Other reasons include exposure to extreme temperatures, too much water, water quality issues, especially hard water issues and chemical disinfectants, fungal or bacterial infections, and nutritional deficiencies or fertilizing issues (overfertilization).
It’s important to rule out all other causes before you make the decision to change the position of your orchid, especially that many things can cause leaves to turn yellow.
Once you’ve ruled out everything else or your lux meter returns results that exceed the recommended light intensity for orchids, you should change its location.
How to get my orchids to rebloom?
One of the reasons why your orchid stopped reblooming is lack of enough light. But it’s often difficult to tell when your orchid is getting too little light, because the leaves of the plant otherwise look healthy. Even so, the plant is having difficulties and stops producing blooms.

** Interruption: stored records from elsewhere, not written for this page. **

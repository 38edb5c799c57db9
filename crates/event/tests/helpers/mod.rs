use std::{path::PathBuf, str::FromStr};

use afisha_event::{Command, CreateCategoryInput, CreateEventInput, EventRow};
use afisha_shared::{Actor, State, user::Role};
use sqlx::{SqlitePool, sqlite::SqliteConnectOptions};
use sqlx_migrator::{Migrate, Plan};

pub async fn setup_state(path: PathBuf) -> anyhow::Result<State> {
    let opts = SqliteConnectOptions::from_str(&format!("sqlite:{}", path.to_str().unwrap()))?
        .create_if_missing(true);
    let pool = SqlitePool::connect_with(opts).await?;
    let mut conn = pool.acquire().await?;
    afisha_db::migrator()?
        .run(&mut conn, &Plan::apply_all())
        .await?;
    drop(conn);

    Ok(State {
        read_db: pool.clone(),
        write_db: pool,
    })
}

pub async fn create_user(state: &State, name: &str, role: Role) -> anyhow::Result<Actor> {
    let command = afisha_user::Command::new(state.clone());
    let user = command
        .register(afisha_user::RegisterInput {
            email: format!("{name}@afisha.localhost"),
            password: "my_password".to_owned(),
            full_name: None,
        })
        .await?;

    if role != Role::User {
        let operator = Actor::new("system", Role::Admin);
        command.set_role(&operator, &user.id, role).await?;
    }

    Ok(Actor::new(user.id, role))
}

pub async fn create_category(state: &State, admin: &Actor) -> anyhow::Result<String> {
    let command = Command::new(state.clone());
    let category = command
        .create_category(
            admin,
            CreateCategoryInput {
                name: "Concerts".to_owned(),
                slug: "concerts".to_owned(),
                description: None,
            },
        )
        .await?;

    Ok(category.id)
}

pub fn event_input(category_id: &str) -> CreateEventInput {
    CreateEventInput {
        title: "Jazz evening".to_owned(),
        description: Some("Live jazz in the park".to_owned()),
        category_id: category_id.to_owned(),
        starts_at: 1_900_000_000,
        ends_at: None,
        address_text: Some("Main square, 1".to_owned()),
        latitude: 55.75,
        longitude: 37.61,
        is_free: true,
        price_from: None,
        capacity: Some(100),
    }
}

#[allow(dead_code)]
pub async fn create_published_event(
    state: &State,
    organizer: &Actor,
    admin: &Actor,
    category_id: &str,
) -> anyhow::Result<EventRow> {
    let command = Command::new(state.clone());
    let event = command.create(organizer, event_input(category_id)).await?;
    command.submit(organizer, &event.id).await?;
    let event = command.publish(admin, &event.id).await?;

    Ok(event)
}
use afisha_db::table::Event;
use sea_query::{Expr, ExprTrait, Order, Query, SqliteQueryBuilder};
use sea_query_sqlx::SqlxBinder;

use crate::{EventRow, Status, repository::EVENT_COLUMNS};

impl super::Query {
    /// Events owned by an organizer. Without an explicit status filter the
    /// archive is hidden, matching the default management view.
    pub async fn mine(
        &self,
        organizer_id: &str,
        status: Option<Status>,
    ) -> anyhow::Result<Vec<EventRow>> {
        let mut statement = Query::select()
            .columns(EVENT_COLUMNS)
            .from(Event::Table)
            .and_where(Expr::col(Event::OrganizerId).eq(organizer_id))
            .to_owned();

        match status {
            Some(status) => {
                statement.and_where(Expr::col(Event::Status).eq(status.to_string()));
            }
            None => {
                statement.and_where(Expr::col(Event::Status).ne(Status::Archived.to_string()));
            }
        }

        statement.order_by(Event::CreatedAt, Order::Desc);

        let (sql, values) = statement.build_sqlx(SqliteQueryBuilder);

        Ok(sqlx::query_as_with::<_, EventRow, _>(&sql, values)
            .fetch_all(&self.0)
            .await?)
    }

    /// Single event regardless of status, for management and moderation
    /// views. Ownership is checked by the caller.
    pub async fn find(&self, id: impl Into<String>) -> anyhow::Result<Option<EventRow>> {
        let statement = Query::select()
            .columns(EVENT_COLUMNS)
            .from(Event::Table)
            .and_where(Expr::col(Event::Id).eq(id.into()))
            .limit(1)
            .to_owned();

        let (sql, values) = statement.build_sqlx(SqliteQueryBuilder);

        Ok(sqlx::query_as_with::<_, EventRow, _>(&sql, values)
            .fetch_optional(&self.0)
            .await?)
    }

    /// Moderation queue and other admin listings.
    pub async fn admin_list(
        &self,
        status: Option<Status>,
        limit: u64,
        offset: u64,
    ) -> anyhow::Result<Vec<EventRow>> {
        let mut statement = Query::select()
            .columns(EVENT_COLUMNS)
            .from(Event::Table)
            .to_owned();

        if let Some(status) = status {
            statement.and_where(Expr::col(Event::Status).eq(status.to_string()));
        }

        statement.order_by(Event::CreatedAt, Order::Desc);

        if limit > 0 {
            statement.limit(limit);
        }

        if offset > 0 {
            statement.offset(offset);
        }

        let (sql, values) = statement.build_sqlx(SqliteQueryBuilder);

        Ok(sqlx::query_as_with::<_, EventRow, _>(&sql, values)
            .fetch_all(&self.0)
            .await?)
    }
}
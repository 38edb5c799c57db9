use std::{path::PathBuf, str::FromStr};

use afisha_shared::{Actor, State, user::Role};
use sqlx::{SqlitePool, sqlite::SqliteConnectOptions};
use sqlx_migrator::{Migrate, Plan};

pub async fn setup_state(path: PathBuf) -> anyhow::Result<State> {
    let opts = SqliteConnectOptions::from_str(&format!("sqlite:{}", path.to_str().unwrap()))?
        .create_if_missing(true);
    let pool = SqlitePool::connect_with(opts).await?;
    let mut conn = pool.acquire().await?;
    afisha_db::migrator()?
        .run(&mut conn, &Plan::apply_all())
        .await?;
    drop(conn);

    Ok(State {
        read_db: pool.clone(),
        write_db: pool,
    })
}

pub async fn create_user(state: &State, name: &str) -> anyhow::Result<Actor> {
    let command = afisha_user::Command::new(state.clone());
    let user = command
        .register(afisha_user::RegisterInput {
            email: format!("{name}@afisha.localhost"),
            password: "my_password".to_owned(),
            full_name: None,
        })
        .await?;

    Ok(Actor::new(user.id, Role::User))
}

#[allow(dead_code)]
pub fn request_input() -> afisha_organizer::SubmitRequestInput {
    afisha_organizer::SubmitRequestInput {
        message: "I run a local jazz club and want to list our concerts".to_owned(),
    }
}
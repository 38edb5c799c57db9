pub mod auth;
pub mod cli;
pub mod config;
pub mod db;
pub mod email;
pub mod error;
pub mod middleware;
pub mod observability;
pub mod routes;

pub use routes::AppState;

use sqlx::SqlitePool;

/// Build the application state on top of existing pools. The CLI server
/// uses a write/read pool pair; tests pass the same pool twice.
pub fn build_state(
    config: config::Config,
    read_db: SqlitePool,
    write_db: SqlitePool,
    email: email::EmailService,
) -> AppState {
    let state = afisha_shared::State {
        read_db: read_db.clone(),
        write_db,
    };

    AppState {
        config,
        user: afisha_user::Command::new(state.clone()),
        event: afisha_event::Command::new(state.clone()),
        organizer: afisha_organizer::Command::new(state.clone()),
        support: afisha_support::Command::new(state.clone()),
        user_query: afisha_user::Query(read_db.clone()),
        event_query: afisha_event::Query(read_db.clone()),
        organizer_query: afisha_organizer::Query(read_db.clone()),
        support_query: afisha_support::Query(read_db.clone()),
        email,
        pool: read_db,
    }
}

/// Create the app router for testing, with a mock email service and a
/// single shared pool.
pub fn create_app(config: config::Config, pool: SqlitePool) -> anyhow::Result<axum::Router> {
    let email = email::EmailService::new_mock(&config.email)?;
    let state = build_state(config, pool.clone(), pool, email);

    Ok(routes::router(state))
}
use afisha_shared::Actor;
use axum::{
    Extension, Json,
    extract::{Path, State},
    http::StatusCode,
};
use serde_json::{Value, json};

use crate::error::{AppError, AppResult};

use super::AppState;
use super::events::{EventResponse, attach_categories};

/// GET /favorites - the caller's favorite events, published only
pub async fn list(
    State(state): State<AppState>,
    Extension(actor): Extension<Actor>,
) -> AppResult<Json<Vec<EventResponse>>> {
    let rows = state
        .event_query
        .favorites_of(&actor.id)
        .await
        .map_err(AppError::Internal)?;

    Ok(Json(attach_categories(&state, rows).await?))
}

/// GET /favorites/{event_id} - is the event in the caller's favorites
pub async fn check(
    State(state): State<AppState>,
    Extension(actor): Extension<Actor>,
    Path(event_id): Path<String>,
) -> AppResult<Json<Value>> {
    let is_favorite = state
        .event_query
        .is_favorite(&actor.id, &event_id)
        .await
        .map_err(AppError::Internal)?;

    Ok(Json(json!({ "is_favorite": is_favorite })))
}

/// POST /favorites/{event_id} - idempotent add
pub async fn add(
    State(state): State<AppState>,
    Extension(actor): Extension<Actor>,
    Path(event_id): Path<String>,
) -> AppResult<(StatusCode, Json<Value>)> {
    state.event.add_favorite(&actor, event_id).await?;

    Ok((StatusCode::CREATED, Json(json!({ "is_favorite": true }))))
}

/// DELETE /favorites/{event_id} - idempotent remove
pub async fn remove(
    State(state): State<AppState>,
    Extension(actor): Extension<Actor>,
    Path(event_id): Path<String>,
) -> AppResult<Json<Value>> {
    state.event.remove_favorite(&actor, event_id).await?;

    Ok(Json(json!({ "is_favorite": false })))
}
use afisha_shared::Actor;

use crate::repository;

impl super::Command {
    /// Hard delete. Organizers may remove their own drafts, rejected and
    /// archived events; admins may remove any event regardless of status.
    pub async fn delete(&self, actor: &Actor, id: impl Into<String>) -> afisha_shared::Result<()> {
        let Some(event) = self.load(id).await? else {
            afisha_shared::not_found!("event not found");
        };

        if !actor.can_manage(&event.organizer_id) {
            afisha_shared::forbidden!("cannot delete another organizer's event");
        }

        if !actor.is_admin() && !event.status.0.deletable_by_owner() {
            afisha_shared::conflict!(
                "only draft, rejected or archived events can be deleted"
            );
        }

        repository::delete_event(&self.write_db, &event.id).await
    }
}
use afisha_organizer::{OrganizerRequestRow, Status, SubmitRequestInput};
use afisha_shared::Actor;
use axum::{Extension, Json, extract::State, http::StatusCode};
use serde::Serialize;

use crate::error::{AppError, AppResult};

use super::AppState;

#[derive(Debug, Serialize)]
pub struct OrganizerRequestResponse {
    pub id: String,
    pub user_id: String,
    pub status: Status,
    pub message: String,
    pub admin_comment: Option<String>,
    pub created_at: i64,
    pub resolved_at: Option<i64>,
}

impl From<OrganizerRequestRow> for OrganizerRequestResponse {
    fn from(row: OrganizerRequestRow) -> Self {
        Self {
            id: row.id,
            user_id: row.user_id,
            status: row.status.0,
            message: row.message,
            admin_comment: row.admin_comment,
            created_at: row.created_at,
            resolved_at: row.resolved_at,
        }
    }
}

/// POST /organizer-requests
pub async fn create(
    State(state): State<AppState>,
    Extension(actor): Extension<Actor>,
    Json(input): Json<SubmitRequestInput>,
) -> AppResult<(StatusCode, Json<OrganizerRequestResponse>)> {
    let row = state.organizer.submit(&actor, input).await?;

    Ok((StatusCode::CREATED, Json(row.into())))
}

/// GET /organizer-requests/my
pub async fn mine(
    State(state): State<AppState>,
    Extension(actor): Extension<Actor>,
) -> AppResult<Json<Vec<OrganizerRequestResponse>>> {
    let rows = state
        .organizer_query
        .mine(&actor.id)
        .await
        .map_err(AppError::Internal)?;

    Ok(Json(rows.into_iter().map(Into::into).collect()))
}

However, one sign of too little light is that they develop much darker leaves than usual, which is something that the untrained eye might not spot. Here too a lux meter can give you some valuable insight.
Your orchid may stop flowering for other reasons too, and chief among these reasons is a lack of contrast between daytime and nighttime temperatures. To induce blooming, night temperature should be around 55 °F.
Can orchids grow under artificial light?
Although I prefer natural light, orchids do fare well under grow lights as well. Make sure to pick LED or fluorescent lights that will have a lux output within the range recommended for orchids (around 11000 to 16000 lux).
Do orchids need transparent pots?
If you can, do keep your orchids in a transparent pot. As epiphytic plants, their roots are exposed to sunlight and have evolved to produce chlorophyll. That said, orchids can thrive even in pots that aren’t transparent, provided that the leaves are getting enough sunlight.
If it’s your first time caring for phalaenopsis orchids, you may be a bit overwhelmed by the amount of information I’ve covered relating to the light requirements of orchids.
You’re also probably wondering where to keep your orchid now. You can pick an east or west facing window, and start from there.
Monitor the health of your orchid for a couple of weeks and see how it fares. If it’s doing just fine, there’s no reason to stress about lighting conditions any further.
If you notice leaves turning yellow, tips getting burned or brown spots appearing, you will need to further examine your plant to before you can determine that they’re caused by excessive light.